What was advertised in a colonial American newspaper 250 years ago today?
“TO BE SOLD, By ELIZABETH VAN DYCK.”
The front page of the July 30, 1770, edition of the New-York Gazette and Weekly Mercury featured a letter “To the PRINTER” reprinted from the Public Ledger and several advertisements for consumers goods. Many of those notices used the names of the advertisers as headlines, setting them in larger type and often in capitals. At a glance, readers saw that ABEEL & BYVANCK; GEORGE BALL; RICHARD CURSON; Herman Gouverneur; Greg, Cunningham and Co.; PHILIP LIVINGSTON; JOHN McKENNEY; and ELIZABETH VAN DYCK all offered goods for sale to consumers in the city and beyond.
In many ways, those advertisements each resembled the others. With the exception of George Ball and the partnership of Abeel and Byvanck, each advertiser purchased a “square” of space and filled most of it with a short list of their merchandise. Abeel and Byvanck’s advertisement occupied two squares and George Ball’s four. Each of those longer advertisements divided the list of goods into two columns, as did Richard Curson’s advertisement. With minor variations, these advertisements for consumer goods adhered to a standard format.

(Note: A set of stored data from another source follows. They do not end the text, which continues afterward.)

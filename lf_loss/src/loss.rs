//! The loss contract shared by every variant in the catalog.

use lf_tensor::prelude::*;
use tracing::trace;

/// A closed-form loss: a scalar forward pass and its analytic gradient.
///
/// Both calls are pure functions of `(prediction, target, self)`. Nothing
/// computed in `forward` is carried into `backward`, so configuration changed
/// between calls is always observed.
pub trait Loss<B: Backend>: Send + Sync {
    /// Short identifier used in logs and errors.
    fn name(&self) -> &'static str;

    /// Scalar loss value.
    fn forward(&self, prediction: &Tensor<B>, target: &Tensor<B>) -> Result<B::Elem>;

    /// Gradient of [`Loss::forward`] with respect to `prediction`.
    ///
    /// The result always has the prediction's shape.
    fn backward(&self, prediction: &Tensor<B>, target: &Tensor<B>) -> Result<Tensor<B>>;

    /// Run forward and backward together.
    fn evaluate(&self, prediction: &Tensor<B>, target: &Tensor<B>) -> Result<Evaluation<B>> {
        let value = self.forward(prediction, target)?;
        let gradient = self.backward(prediction, target)?;
        trace!(
            loss = self.name(),
            value = value.to_f64_lossy(),
            numel = prediction.numel(),
            "evaluated loss"
        );
        Ok(Evaluation { value, gradient })
    }
}

/// A loss defined element by element, which can also be left unreduced.
pub trait PointwiseLoss<B: Backend>: Loss<B> {
    /// Per-element loss tensor with the prediction's shape (no reduction).
    fn unreduced(&self, prediction: &Tensor<B>, target: &Tensor<B>) -> Result<Tensor<B>>;
}

/// Output of one forward/backward pair.
#[derive(Clone, Debug)]
pub struct Evaluation<B: Backend> {
    /// Scalar loss.
    pub value: B::Elem,
    /// Gradient with the prediction's shape.
    pub gradient: Tensor<B>,
}

impl<B: Backend> Loss<B> for Box<dyn Loss<B>> {
    fn name(&self) -> &'static str {
        (**self).name()
    }

    fn forward(&self, prediction: &Tensor<B>, target: &Tensor<B>) -> Result<B::Elem> {
        (**self).forward(prediction, target)
    }

    fn backward(&self, prediction: &Tensor<B>, target: &Tensor<B>) -> Result<Tensor<B>> {
        (**self).backward(prediction, target)
    }
}

/// Fail unless prediction and target have identical shapes.
pub(crate) fn same_shape<B: Backend>(
    op: &'static str,
    prediction: &Tensor<B>,
    target: &Tensor<B>,
) -> Result<()> {
    prediction.expect_shape(op, target)
}

/// Fail with `DomainViolation` if `pred` holds for any element of `x`.
pub(crate) fn reject_any<B, F>(op: &'static str, x: &Tensor<B>, pred: F, reason: &str) -> Result<()>
where
    B: Backend,
    F: Fn(B::Elem) -> bool,
{
    match x.as_slice().iter().position(|&v| pred(v)) {
        Some(idx) => Err(Error::domain(
            op,
            format!("{reason} (element {idx} = {})", x.as_slice()[idx]),
        )),
        None => Ok(()),
    }
}

#[cfg(test)]
mod tests {
    use super::*;
    use crate::MeanSquaredError;
    use lf_backend_cpu::CpuBackend;

    type T = Tensor<CpuBackend>;

    #[test]
    fn test_evaluate_pairs_forward_and_backward() {
        let loss = MeanSquaredError::default();
        let p = T::from_vec(vec![1.0, 2.0], [2]).unwrap();
        let t = T::from_vec(vec![0.0, 0.0], [2]).unwrap();

        let eval = loss.evaluate(&p, &t).unwrap();
        assert_eq!(eval.value, loss.forward(&p, &t).unwrap());
        assert_eq!(eval.gradient.as_slice(), &[1.0, 2.0]);
    }

    #[test]
    fn test_boxed_loss_delegates() {
        let boxed: Box<dyn Loss<CpuBackend>> = Box::new(MeanSquaredError::default());
        let p = T::from_vec(vec![3.0], [1]).unwrap();
        let t = T::zeros([1]);
        assert_eq!(boxed.name(), "mse");
        assert_eq!(boxed.forward(&p, &t).unwrap(), 9.0);
    }

    #[test]
    fn test_reject_any_reports_element() {
        let x = T::from_vec(vec![1.0, -2.0], [2]).unwrap();
        let err = reject_any("test", &x, |v| v < 0.0, "negative").unwrap_err();
        assert!(err.to_string().contains("element 1"));
    }
}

That meant that the most distinguishing feature of Elizabeth Van Dyck’s advertisement was that it promoted a business operated by a female entrepreneur. Women comprised a substantial minority of shopkeepers in colonial American port cities, with some estimates running as high as four out of ten. Yet they did not place newspaper advertisements in proportion to their presence in the marketplace as purveyors of goods rather than consumers. Van Dyck was the only female shopkeeper who advertised in that issue of New-York Gazette and Weekly Mercury, while more than a dozen advertisements for consumer goods deployed men’s names as their headlines. No female shopkeepers advertised in the New-York Gazette and Weekly Post-Boy published the same day, nor the New-York Journal three days later.
The representation of the marketplace among the advertisements in New York’s newspapers presented it as primarily the domain of men, at least as far as wholesalers and retailers were concerned. Even though women operated shops in the bustling port in the early 1770s, they did not establish a presence in the public prints in proportion to their numbers. When Van Dyck chose to join the ranks of her male counterparts who advertised, she composed a notice that conformed to the standard format. She struck a careful balance, calling attention to her business but not calling too much attention to it. In so doing, she claimed space for herself in the market, both the actual market and the representation of it in the newspaper, while demonstrating that women’s activities as entrepreneurs need not be disruptive to good order.